= TASK DIRECTIONS =
Going down the data below, set down exactly the line with "const MAX_TOTAL_DIGITS: usize = 76;" and each line after it through the line with "if fraction.len() >"; no other lines.

Collected data entries:
Content starts
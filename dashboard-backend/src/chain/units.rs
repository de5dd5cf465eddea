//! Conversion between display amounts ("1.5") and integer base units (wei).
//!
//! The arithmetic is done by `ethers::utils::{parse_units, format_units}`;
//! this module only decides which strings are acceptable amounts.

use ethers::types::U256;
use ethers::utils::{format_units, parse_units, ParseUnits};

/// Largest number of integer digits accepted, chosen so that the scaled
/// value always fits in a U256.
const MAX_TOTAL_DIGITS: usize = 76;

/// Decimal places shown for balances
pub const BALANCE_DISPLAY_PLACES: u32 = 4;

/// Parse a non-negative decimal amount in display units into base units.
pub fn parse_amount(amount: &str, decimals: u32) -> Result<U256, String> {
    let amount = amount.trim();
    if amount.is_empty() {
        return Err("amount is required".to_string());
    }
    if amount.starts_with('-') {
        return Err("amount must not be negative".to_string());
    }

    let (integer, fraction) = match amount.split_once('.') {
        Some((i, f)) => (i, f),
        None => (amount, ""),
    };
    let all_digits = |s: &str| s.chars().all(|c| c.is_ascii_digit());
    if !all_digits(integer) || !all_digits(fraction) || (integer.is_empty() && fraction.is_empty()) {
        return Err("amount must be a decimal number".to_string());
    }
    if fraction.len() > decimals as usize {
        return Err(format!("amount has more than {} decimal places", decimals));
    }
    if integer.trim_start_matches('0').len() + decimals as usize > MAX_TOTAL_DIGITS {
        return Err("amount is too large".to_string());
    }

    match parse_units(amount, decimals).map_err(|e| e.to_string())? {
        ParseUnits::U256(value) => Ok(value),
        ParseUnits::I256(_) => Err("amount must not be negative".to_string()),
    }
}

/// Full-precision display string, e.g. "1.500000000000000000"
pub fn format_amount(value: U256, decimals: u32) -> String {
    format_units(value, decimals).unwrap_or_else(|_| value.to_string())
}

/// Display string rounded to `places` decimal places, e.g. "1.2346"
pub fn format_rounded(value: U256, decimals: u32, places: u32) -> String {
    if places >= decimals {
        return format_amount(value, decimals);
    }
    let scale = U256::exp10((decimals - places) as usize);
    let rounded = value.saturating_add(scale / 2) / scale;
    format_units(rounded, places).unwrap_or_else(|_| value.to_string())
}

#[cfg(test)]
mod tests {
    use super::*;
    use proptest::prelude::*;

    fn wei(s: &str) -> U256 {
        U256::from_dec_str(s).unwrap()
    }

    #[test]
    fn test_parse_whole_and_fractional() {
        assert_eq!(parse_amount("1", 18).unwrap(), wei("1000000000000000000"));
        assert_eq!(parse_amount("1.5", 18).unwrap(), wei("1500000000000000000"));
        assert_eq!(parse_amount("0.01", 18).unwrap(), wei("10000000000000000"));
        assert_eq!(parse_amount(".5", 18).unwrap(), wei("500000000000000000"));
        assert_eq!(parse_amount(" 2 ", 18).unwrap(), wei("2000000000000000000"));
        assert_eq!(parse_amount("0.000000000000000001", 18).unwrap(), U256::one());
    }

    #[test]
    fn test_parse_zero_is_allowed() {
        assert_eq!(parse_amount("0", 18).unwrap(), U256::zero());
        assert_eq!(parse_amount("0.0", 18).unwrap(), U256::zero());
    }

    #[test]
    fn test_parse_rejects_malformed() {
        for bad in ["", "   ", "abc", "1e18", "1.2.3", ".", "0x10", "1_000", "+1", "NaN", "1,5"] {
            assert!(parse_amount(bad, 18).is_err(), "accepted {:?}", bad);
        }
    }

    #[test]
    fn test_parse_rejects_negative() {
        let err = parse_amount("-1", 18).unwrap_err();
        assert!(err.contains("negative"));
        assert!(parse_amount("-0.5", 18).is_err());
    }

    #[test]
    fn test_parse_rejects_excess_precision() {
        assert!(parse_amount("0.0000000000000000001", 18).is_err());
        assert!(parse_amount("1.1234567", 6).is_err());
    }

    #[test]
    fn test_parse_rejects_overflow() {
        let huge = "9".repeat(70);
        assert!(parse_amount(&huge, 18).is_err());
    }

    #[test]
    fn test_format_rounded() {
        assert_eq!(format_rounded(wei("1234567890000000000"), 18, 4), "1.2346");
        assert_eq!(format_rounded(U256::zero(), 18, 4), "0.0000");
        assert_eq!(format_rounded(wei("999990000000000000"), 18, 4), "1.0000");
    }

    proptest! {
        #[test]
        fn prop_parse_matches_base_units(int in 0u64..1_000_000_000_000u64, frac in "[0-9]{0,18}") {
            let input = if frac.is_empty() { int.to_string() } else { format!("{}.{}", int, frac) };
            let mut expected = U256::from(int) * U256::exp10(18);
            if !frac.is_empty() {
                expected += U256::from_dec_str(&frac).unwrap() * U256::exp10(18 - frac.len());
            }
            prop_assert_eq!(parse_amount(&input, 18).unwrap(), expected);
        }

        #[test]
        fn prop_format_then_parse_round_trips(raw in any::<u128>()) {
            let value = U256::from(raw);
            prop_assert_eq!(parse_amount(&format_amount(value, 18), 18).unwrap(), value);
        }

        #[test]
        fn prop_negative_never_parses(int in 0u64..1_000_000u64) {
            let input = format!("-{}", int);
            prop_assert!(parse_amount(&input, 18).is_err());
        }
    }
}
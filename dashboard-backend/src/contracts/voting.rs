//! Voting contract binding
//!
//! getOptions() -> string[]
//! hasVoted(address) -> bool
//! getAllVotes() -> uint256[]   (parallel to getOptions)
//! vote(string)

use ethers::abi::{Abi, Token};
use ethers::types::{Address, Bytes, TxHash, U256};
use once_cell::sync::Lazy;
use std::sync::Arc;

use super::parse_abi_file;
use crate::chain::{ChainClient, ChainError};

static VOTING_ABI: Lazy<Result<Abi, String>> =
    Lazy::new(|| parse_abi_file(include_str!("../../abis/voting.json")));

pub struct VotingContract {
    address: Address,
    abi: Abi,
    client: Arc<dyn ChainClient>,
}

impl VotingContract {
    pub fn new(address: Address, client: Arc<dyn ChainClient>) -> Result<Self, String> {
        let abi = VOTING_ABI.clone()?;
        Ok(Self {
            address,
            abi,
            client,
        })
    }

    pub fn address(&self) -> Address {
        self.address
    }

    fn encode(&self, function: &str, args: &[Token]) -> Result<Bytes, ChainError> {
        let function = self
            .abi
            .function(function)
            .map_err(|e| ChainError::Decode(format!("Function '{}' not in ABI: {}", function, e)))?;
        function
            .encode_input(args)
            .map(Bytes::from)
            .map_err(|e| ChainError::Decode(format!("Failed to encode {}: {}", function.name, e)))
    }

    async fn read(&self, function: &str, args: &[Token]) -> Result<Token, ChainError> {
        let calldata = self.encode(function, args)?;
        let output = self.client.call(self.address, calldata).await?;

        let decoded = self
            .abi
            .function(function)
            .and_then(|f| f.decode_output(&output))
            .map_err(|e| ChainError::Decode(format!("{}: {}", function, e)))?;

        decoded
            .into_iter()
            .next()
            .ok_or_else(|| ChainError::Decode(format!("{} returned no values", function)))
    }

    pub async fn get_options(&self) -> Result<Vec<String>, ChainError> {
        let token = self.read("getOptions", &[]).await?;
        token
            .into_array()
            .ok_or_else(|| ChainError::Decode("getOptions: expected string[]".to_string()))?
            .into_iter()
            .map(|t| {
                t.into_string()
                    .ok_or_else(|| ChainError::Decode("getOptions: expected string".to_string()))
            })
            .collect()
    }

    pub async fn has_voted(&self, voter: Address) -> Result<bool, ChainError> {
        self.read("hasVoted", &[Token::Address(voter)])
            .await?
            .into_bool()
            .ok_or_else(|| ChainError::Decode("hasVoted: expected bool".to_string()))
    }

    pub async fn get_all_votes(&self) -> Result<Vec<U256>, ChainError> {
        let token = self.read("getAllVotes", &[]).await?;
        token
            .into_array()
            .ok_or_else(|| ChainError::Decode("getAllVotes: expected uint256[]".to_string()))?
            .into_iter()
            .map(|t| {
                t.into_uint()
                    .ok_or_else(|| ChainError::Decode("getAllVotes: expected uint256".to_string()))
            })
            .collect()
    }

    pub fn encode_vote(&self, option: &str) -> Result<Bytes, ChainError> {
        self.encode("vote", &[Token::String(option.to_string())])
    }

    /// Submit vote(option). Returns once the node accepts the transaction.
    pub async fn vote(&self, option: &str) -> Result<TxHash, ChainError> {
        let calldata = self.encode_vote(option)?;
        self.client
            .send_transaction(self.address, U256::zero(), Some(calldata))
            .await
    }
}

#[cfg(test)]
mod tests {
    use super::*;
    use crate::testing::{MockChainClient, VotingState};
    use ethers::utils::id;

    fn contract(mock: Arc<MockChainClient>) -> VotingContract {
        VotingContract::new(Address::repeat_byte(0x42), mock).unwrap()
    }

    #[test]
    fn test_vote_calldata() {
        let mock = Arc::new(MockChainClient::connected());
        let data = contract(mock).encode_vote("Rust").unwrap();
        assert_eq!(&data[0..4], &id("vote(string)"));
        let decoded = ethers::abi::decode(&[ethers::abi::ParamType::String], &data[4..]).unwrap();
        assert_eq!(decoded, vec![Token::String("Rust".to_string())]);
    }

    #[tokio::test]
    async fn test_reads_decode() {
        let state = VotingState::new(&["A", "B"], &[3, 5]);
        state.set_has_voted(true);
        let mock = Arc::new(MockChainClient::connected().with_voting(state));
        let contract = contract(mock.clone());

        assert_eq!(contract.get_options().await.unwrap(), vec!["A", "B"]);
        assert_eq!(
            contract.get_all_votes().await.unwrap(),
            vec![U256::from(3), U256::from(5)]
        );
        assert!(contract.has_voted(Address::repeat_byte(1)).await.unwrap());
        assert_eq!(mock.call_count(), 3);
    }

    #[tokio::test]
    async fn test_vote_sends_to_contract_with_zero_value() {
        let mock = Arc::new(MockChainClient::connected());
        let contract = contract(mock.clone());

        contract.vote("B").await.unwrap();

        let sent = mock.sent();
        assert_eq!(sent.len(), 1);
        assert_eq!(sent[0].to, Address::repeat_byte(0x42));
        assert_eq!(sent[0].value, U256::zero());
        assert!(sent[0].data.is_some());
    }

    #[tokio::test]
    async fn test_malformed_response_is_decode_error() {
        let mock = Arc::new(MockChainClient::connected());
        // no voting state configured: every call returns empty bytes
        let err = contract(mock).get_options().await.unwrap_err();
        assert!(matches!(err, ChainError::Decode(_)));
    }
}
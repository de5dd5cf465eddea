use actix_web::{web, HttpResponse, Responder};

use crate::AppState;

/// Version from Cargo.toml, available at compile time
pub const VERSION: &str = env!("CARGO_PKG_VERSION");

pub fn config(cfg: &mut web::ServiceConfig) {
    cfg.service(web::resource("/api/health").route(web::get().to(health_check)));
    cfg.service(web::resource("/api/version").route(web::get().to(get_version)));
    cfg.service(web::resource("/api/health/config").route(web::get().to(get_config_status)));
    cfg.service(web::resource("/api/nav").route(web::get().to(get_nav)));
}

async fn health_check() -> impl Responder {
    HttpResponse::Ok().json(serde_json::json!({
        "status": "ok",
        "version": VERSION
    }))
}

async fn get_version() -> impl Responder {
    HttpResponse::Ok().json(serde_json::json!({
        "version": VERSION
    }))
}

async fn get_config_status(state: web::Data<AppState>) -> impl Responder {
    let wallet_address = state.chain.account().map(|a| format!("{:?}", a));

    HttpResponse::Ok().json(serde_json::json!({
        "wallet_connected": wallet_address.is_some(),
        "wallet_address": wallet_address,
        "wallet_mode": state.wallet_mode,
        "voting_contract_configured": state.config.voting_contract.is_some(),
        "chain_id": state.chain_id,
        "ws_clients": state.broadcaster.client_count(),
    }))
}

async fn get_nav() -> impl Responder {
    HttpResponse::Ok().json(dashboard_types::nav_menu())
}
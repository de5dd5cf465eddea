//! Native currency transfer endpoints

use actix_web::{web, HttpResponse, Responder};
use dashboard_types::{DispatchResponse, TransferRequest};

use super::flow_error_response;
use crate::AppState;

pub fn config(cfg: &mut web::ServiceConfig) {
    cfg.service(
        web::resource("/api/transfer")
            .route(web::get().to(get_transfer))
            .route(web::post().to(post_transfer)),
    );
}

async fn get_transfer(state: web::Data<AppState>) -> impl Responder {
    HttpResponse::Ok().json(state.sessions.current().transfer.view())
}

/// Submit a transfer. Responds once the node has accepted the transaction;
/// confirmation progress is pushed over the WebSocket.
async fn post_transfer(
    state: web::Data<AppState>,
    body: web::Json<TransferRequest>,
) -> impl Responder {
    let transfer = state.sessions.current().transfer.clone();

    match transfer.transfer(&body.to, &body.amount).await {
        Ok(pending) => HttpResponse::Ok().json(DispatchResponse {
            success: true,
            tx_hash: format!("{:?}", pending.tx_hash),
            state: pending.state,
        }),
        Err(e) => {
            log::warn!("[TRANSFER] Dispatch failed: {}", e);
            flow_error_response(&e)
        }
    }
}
Content ends
= OUTPUT OF THE EXERCISE =
const MAX_TOTAL_DIGITS: usize = 76;

/// Decimal places shown for balances
pub const BALANCE_DISPLAY_PLACES: u32 = 4;

/// Parse a non-negative decimal amount in display units into base units.
pub fn parse_amount(amount: &str, decimals: u32) -> Result<U256, String> {
    let amount = amount.trim();
    if amount.is_empty() {
        return Err("amount is required".to_string());
    }
    if amount.starts_with('-') {
        return Err("amount must not be negative".to_string());
    }

    let (integer, fraction) = match amount.split_once('.') {
        Some((i, f)) => (i, f),
        None => (amount, ""),
    };
    let all_digits = |s: &str| s.chars().all(|c| c.is_ascii_digit());
    if !all_digits(integer) || !all_digits(fraction) || (integer.is_empty() && fraction.is_empty()) {
        return Err("amount must be a decimal number".to_string());
    }
    if fraction.len() > decimals as usize {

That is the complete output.